* _TASK OBJECTIVE_
Go through the entries below from the first line and output each one exactly, up to and including the line with "the scan command.".

* _INPUT DATA_
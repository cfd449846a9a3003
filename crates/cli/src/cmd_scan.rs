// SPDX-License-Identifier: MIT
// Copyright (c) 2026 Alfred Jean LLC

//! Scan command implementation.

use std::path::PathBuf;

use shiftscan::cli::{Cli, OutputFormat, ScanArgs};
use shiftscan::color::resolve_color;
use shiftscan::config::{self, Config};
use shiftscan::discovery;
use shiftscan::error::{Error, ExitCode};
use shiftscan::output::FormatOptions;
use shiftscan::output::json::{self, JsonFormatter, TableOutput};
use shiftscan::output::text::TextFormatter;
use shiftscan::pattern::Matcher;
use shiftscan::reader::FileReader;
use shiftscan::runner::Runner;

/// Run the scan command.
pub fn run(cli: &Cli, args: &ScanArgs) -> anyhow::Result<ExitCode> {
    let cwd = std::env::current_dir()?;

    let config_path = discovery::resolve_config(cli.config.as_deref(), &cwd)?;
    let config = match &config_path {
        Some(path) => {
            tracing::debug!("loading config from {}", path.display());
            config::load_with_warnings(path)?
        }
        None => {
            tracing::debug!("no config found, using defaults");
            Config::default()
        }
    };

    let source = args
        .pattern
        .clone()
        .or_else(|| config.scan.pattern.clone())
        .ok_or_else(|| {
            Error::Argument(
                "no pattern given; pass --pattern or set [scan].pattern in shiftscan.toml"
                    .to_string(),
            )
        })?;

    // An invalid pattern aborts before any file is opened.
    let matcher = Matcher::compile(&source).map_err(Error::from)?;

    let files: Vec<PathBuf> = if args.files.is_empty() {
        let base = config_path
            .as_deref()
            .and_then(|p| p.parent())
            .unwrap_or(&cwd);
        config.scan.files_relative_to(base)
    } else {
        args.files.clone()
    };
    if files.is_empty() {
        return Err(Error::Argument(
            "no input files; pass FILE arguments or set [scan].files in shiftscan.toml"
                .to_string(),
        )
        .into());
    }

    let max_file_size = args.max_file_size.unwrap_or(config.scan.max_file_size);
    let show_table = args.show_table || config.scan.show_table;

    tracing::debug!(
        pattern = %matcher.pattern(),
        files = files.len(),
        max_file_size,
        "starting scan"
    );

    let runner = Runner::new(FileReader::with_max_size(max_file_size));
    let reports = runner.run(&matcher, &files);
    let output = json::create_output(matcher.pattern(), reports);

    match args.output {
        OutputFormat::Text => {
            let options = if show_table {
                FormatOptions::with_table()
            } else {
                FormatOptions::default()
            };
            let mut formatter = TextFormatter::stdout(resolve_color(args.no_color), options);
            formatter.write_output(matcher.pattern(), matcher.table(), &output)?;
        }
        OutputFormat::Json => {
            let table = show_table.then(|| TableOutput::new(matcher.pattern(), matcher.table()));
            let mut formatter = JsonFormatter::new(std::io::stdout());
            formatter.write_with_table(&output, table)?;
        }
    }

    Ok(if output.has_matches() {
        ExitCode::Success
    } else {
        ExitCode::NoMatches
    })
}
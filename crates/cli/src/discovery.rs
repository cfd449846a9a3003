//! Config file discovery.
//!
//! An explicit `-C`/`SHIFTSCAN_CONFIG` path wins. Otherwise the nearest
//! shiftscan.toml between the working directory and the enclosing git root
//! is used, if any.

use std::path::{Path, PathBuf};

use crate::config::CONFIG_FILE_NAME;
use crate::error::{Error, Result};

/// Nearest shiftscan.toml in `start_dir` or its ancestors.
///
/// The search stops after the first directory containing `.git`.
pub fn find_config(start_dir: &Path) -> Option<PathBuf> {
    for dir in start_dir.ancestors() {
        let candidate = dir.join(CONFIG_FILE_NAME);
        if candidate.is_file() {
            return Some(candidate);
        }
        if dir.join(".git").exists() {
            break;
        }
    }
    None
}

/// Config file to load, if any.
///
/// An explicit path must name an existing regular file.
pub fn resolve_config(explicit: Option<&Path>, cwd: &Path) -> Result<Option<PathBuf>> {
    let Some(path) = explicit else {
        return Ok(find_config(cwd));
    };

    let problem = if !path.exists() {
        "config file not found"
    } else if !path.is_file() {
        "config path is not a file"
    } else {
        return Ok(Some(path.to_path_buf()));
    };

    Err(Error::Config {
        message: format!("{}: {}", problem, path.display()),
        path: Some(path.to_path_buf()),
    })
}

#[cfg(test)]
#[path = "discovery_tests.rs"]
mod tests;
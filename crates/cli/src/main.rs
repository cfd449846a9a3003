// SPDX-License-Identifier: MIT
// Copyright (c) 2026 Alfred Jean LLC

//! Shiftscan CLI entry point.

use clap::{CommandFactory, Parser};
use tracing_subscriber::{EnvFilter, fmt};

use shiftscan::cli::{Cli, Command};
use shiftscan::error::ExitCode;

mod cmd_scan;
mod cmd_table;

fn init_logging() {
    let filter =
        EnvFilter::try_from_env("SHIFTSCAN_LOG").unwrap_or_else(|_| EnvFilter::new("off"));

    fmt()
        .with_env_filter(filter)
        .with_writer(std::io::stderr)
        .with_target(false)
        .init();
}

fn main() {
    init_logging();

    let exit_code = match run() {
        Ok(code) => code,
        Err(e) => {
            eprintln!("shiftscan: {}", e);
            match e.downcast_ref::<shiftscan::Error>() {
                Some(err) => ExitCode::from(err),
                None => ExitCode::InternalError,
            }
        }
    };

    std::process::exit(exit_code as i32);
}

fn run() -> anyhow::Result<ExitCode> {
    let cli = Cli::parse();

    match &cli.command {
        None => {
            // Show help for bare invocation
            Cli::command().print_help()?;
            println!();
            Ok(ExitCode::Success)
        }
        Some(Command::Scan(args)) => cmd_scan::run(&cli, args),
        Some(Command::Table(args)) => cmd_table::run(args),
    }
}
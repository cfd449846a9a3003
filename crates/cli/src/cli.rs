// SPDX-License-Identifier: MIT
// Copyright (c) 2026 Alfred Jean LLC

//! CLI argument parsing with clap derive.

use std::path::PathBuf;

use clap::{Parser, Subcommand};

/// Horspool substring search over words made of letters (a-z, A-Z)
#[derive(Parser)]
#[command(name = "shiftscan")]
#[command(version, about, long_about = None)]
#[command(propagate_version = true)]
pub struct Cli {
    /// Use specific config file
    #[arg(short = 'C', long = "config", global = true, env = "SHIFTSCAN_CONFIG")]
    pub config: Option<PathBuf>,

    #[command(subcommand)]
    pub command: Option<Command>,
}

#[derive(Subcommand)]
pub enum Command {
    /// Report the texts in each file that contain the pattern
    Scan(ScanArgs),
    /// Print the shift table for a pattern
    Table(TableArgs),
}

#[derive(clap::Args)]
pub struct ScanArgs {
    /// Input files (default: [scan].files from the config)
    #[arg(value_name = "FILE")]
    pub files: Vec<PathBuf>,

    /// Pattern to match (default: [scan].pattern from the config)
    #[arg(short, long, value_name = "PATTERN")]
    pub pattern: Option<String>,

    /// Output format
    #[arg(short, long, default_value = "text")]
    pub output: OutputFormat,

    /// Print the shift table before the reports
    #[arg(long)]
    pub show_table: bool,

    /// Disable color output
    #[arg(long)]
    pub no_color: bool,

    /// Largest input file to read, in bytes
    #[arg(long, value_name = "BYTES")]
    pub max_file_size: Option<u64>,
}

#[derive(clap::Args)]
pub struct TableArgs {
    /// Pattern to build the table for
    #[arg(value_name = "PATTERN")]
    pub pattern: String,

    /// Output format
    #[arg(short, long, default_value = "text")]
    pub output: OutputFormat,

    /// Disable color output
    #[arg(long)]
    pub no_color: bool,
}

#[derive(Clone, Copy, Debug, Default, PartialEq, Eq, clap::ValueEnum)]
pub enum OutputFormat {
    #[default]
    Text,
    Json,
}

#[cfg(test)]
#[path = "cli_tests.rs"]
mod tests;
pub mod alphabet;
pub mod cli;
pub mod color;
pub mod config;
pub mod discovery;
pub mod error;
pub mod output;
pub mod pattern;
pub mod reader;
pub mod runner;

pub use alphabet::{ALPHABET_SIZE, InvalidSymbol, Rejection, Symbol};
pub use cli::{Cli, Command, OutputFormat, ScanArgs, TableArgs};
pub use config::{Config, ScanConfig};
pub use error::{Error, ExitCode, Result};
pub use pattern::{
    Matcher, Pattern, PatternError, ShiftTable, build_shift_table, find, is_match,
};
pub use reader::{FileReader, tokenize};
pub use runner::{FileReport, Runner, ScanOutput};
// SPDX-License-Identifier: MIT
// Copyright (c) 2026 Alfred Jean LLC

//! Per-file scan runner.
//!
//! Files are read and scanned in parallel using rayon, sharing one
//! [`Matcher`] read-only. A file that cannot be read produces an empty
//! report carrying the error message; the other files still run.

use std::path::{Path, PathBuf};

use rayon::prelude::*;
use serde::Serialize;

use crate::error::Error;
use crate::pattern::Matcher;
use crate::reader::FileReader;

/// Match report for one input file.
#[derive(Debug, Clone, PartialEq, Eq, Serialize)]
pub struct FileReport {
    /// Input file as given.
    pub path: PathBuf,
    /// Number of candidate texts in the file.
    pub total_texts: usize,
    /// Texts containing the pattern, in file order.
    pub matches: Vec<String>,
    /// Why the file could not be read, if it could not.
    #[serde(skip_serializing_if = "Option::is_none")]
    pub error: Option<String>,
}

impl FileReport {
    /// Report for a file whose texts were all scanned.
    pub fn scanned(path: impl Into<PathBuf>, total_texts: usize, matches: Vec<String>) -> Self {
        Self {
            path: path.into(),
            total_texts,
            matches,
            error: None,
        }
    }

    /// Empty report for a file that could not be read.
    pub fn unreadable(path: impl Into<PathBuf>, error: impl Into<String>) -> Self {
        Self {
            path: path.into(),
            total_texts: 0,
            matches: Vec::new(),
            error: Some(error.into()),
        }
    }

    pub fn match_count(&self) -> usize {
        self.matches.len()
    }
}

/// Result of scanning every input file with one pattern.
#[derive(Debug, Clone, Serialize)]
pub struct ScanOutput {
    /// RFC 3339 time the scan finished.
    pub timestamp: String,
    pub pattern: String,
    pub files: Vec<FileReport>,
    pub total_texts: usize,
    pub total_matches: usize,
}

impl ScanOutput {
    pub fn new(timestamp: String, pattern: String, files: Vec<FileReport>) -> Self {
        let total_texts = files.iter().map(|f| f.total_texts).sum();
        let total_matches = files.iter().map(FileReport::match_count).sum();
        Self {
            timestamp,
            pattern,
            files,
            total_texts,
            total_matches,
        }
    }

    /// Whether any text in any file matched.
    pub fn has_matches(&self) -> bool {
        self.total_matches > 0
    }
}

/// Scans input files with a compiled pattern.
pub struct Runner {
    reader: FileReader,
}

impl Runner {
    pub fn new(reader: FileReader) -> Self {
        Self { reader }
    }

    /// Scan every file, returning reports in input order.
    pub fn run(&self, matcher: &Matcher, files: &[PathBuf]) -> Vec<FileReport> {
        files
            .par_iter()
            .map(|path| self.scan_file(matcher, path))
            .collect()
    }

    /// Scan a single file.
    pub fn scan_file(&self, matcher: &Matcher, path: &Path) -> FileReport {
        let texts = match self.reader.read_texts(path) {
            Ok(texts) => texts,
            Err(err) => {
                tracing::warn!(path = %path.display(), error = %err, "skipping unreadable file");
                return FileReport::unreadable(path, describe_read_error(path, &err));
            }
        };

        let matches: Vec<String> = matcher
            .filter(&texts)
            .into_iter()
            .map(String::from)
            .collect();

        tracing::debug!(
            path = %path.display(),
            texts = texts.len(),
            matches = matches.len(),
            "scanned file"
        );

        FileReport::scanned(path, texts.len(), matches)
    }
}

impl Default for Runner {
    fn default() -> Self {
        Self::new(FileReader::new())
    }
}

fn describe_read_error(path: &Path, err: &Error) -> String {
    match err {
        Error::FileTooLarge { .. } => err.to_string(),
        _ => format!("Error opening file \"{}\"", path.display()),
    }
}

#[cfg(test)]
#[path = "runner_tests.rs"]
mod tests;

* _ANSWER BELOW_
repository cfd449846a9a3003
filename crates/cli/src/cmd_scan.rs
// SPDX-License-Identifier: MIT
// Copyright (c) 2026 Alfred Jean LLC

//! Scan command implementation.

use std::path::PathBuf;

use shiftscan::cli::{Cli, OutputFormat, ScanArgs};
use shiftscan::color::resolve_color;
use shiftscan::config::{self, Config};
use shiftscan::discovery;
use shiftscan::error::{Error, ExitCode};
use shiftscan::output::FormatOptions;
use shiftscan::output::json::{self, JsonFormatter, TableOutput};
use shiftscan::output::text::TextFormatter;
use shiftscan::pattern::Matcher;
use shiftscan::reader::FileReader;
use shiftscan::runner::Runner;

/// Run the scan command.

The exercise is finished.